The report says many Canadians are unaware of the high savings levels they need for their retirement years, and may believe they are saving adequately when they are not.

The report, co-authored by Alexandre Laurin and Colin Busby and published by the C.D. Howe Institute, calculates various savings scenarios based on assumptions that Canadians aim to have annual retirement incomes between 50 percent and 70 percent of their pre-retirement incomes.
 
"Our findings provide Canadians with a 'reality check' about the saving rates required to meet their retirement goals," Dodge said in a release Thursday.

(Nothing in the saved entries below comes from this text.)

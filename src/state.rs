use std::sync::Arc;

use anyhow::Context;
use sqlx::{postgres::PgPoolOptions, PgPool};

use crate::config::AppConfig;
use crate::users::{memory::MemoryUserStore, repo::PgUserStore, repo::UserStore};

/// Queries assume the schema exists, so a failed migration stops startup.
async fn run_migrations(db: &PgPool) -> anyhow::Result<()> {
    sqlx::migrate!("./migrations")
        .run(db)
        .await
        .context("run migrations")?;
    tracing::info!("migrations applied");
    Ok(())
}

#[derive(Clone)]
pub struct AppState {
    pub users: Arc<dyn UserStore>,
    pub config: Arc<AppConfig>,
}

impl AppState {
    pub async fn init() -> anyhow::Result<Self> {
        let config = Arc::new(AppConfig::from_env()?);

        let users = match config.database_url.as_deref() {
            Some(url) => {
                let db = PgPoolOptions::new()
                    .max_connections(10)
                    .connect(url)
                    .await
                    .context("connect to database")?;

                run_migrations(&db).await?;
                Arc::new(PgUserStore::new(db)) as Arc<dyn UserStore>
            }
            None => {
                tracing::warn!("DATABASE_URL not set; using in-memory user store");
                Arc::new(MemoryUserStore::new()) as Arc<dyn UserStore>
            }
        };

        Ok(Self::from_parts(users, config))
    }

    pub fn from_parts(users: Arc<dyn UserStore>, config: Arc<AppConfig>) -> Self {
        Self { users, config }
    }

    #[cfg(test)]
    pub fn with_store(users: Arc<dyn UserStore>) -> Self {
        use crate::config::{JwtConfig, RecoveryConfig};

        let config = Arc::new(AppConfig {
            database_url: None,
            jwt: JwtConfig {
                secret: "test".into(),
                issuer: "test-issuer".into(),
                audience: "test-aud".into(),
                ttl_minutes: 5,
            },
            recovery: RecoveryConfig { ttl_minutes: 30 },
        });
        Self::from_parts(users, config)
    }
}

The study said a broad debate about retirement incomes in recent years has mostly focused on potential reforms to rules for corporate pension plans or the possibility of expanding public pension coverage through a new national supplementary plan.

But there has been little public information about required savings rates for individuals, it says, even though many baby boomers are nearing retirement age and are concerned about whether they are saving adequately.

"The required level of personal saving is unknown to most individuals, leaving them to their own devices for a large part of retirement planning," the report says.

It also says registered retirement savings plan (RRSP) maximum contribution levels do not allow higher income higher earners to save enough to replace 70 percent of their incomes in retirement.

And it says many companies' group RRSP plans, defined contribution pension plans and even traditional defined benefit pension plans do not set aside enough income annually to provide "adequate or reasonably assured retirement incomes."